Once the line with "failures with backoff." is found in the entries below, print it and each following line exactly, stopping after the line with "non-transient error encountered."; print nothing else.

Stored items
##########

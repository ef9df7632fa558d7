//! Exponential backoff retry for transient platform failures.
//!
//! Operations go over the public internet; timeouts and brief platform
//! outages are expected. This module retries only errors
//! [`SdkError::is_transient`] classifies as worth retrying; validation
//! and serialization failures surface immediately.

use std::time::Duration;

use crate::error::{Result, SdkError};

/// Configuration for retry behavior.
///
/// The delay between attempts grows exponentially up to `max_delay`.
///
/// # Examples
///
/// ```
/// use std::time::Duration;
///
/// use recotag::api::RetryPolicy;
///
/// // Default policy: 3 attempts, 100ms initial delay, 5s max delay
/// let policy = RetryPolicy::default();
///
/// let aggressive = RetryPolicy {
///     max_attempts: 5,
///     initial_delay: Duration::from_millis(50),
///     max_delay: Duration::from_secs(10),
///     backoff_multiplier: 2.0,
/// };
/// ```
#[derive(Debug, Clone)]
pub struct RetryPolicy {
    /// Maximum number of attempts (default: 3).
    pub max_attempts: u32,
    /// Delay before the second attempt (default: 100ms).
    pub initial_delay: Duration,
    /// Ceiling on the delay between attempts (default: 5s).
    pub max_delay: Duration,
    /// Multiplier applied per attempt (default: 2.0).
    pub backoff_multiplier: f64,
}

impl Default for RetryPolicy {
    fn default() -> Self {
        Self {
            max_attempts: 3,
            initial_delay: Duration::from_millis(100),
            max_delay: Duration::from_secs(5),
            backoff_multiplier: 2.0,
        }
    }
}

impl RetryPolicy {
    /// Creates a policy with default values.
    #[must_use]
    pub fn new() -> Self {
        Self::default()
    }

    /// Policy that never retries, for callers handling retries themselves.
    #[must_use]
    pub fn no_retries() -> Self {
        Self { max_attempts: 1, ..Self::default() }
    }

    /// Delay before attempt `attempt + 1`, capped at `max_delay`.
    fn delay_for_attempt(&self, attempt: u32) -> Duration {
        #[allow(
            clippy::cast_precision_loss,
            clippy::cast_possible_truncation,
            clippy::cast_sign_loss,
            reason = "delays are small positive millisecond counts"
        )]
        let delay_ms = (self.initial_delay.as_millis() as f64
            * self.backoff_multiplier.powi(attempt.try_into().unwrap_or(i32::MAX)))
            as u64;
        Duration::from_millis(delay_ms).min(self.max_delay)
    }
}

/// Executes an operation, retrying transient failures with backoff.
///
/// Non-transient errors return immediately; transient ones retry up to
/// `policy.max_attempts` total attempts.
///
/// # Errors
///
/// Returns the last error when attempts are exhausted, or the first
/// non-transient error encountered.
pub async fn retry_with_backoff<F, Fut, T>(policy: &RetryPolicy, mut operation: F) -> Result<T>
where
    F: FnMut() -> Fut,
    Fut: Future<Output = Result<T>>,
{
    let mut last_error = None;

    for attempt in 0..policy.max_attempts.max(1) {
        match operation().await {
            Ok(value) => {
                if attempt > 0 {
                    tracing::info!(attempt = attempt + 1, "operation succeeded after retry");
                }
                return Ok(value);
            }
            Err(error) if error.is_transient() => {
                tracing::warn!(
                    attempt = attempt + 1,
                    max_attempts = policy.max_attempts,
                    error = %error,
                    "transient failure, will retry"
                );
                last_error = Some(error);

                // No sleep after the final attempt.
                if attempt + 1 < policy.max_attempts {
                    let delay = policy.delay_for_attempt(attempt);
                    tracing::debug!(delay_ms = delay.as_millis(), "sleeping before retry");
                    tokio::time::sleep(delay).await;
                }
            }
            Err(error) => return Err(error),
        }
    }

    Err(last_error.unwrap_or_else(|| SdkError::ApiError {
        status: 0,
        message: "retry loop made no attempts".to_owned(),
    }))
}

##########

**Written answer**
/// Executes an operation, retrying transient failures with backoff.
///
/// Non-transient errors return immediately; transient ones retry up to
/// `policy.max_attempts` total attempts.
///
/// # Errors
///
/// Returns the last error when attempts are exhausted, or the first
/// non-transient error encountered.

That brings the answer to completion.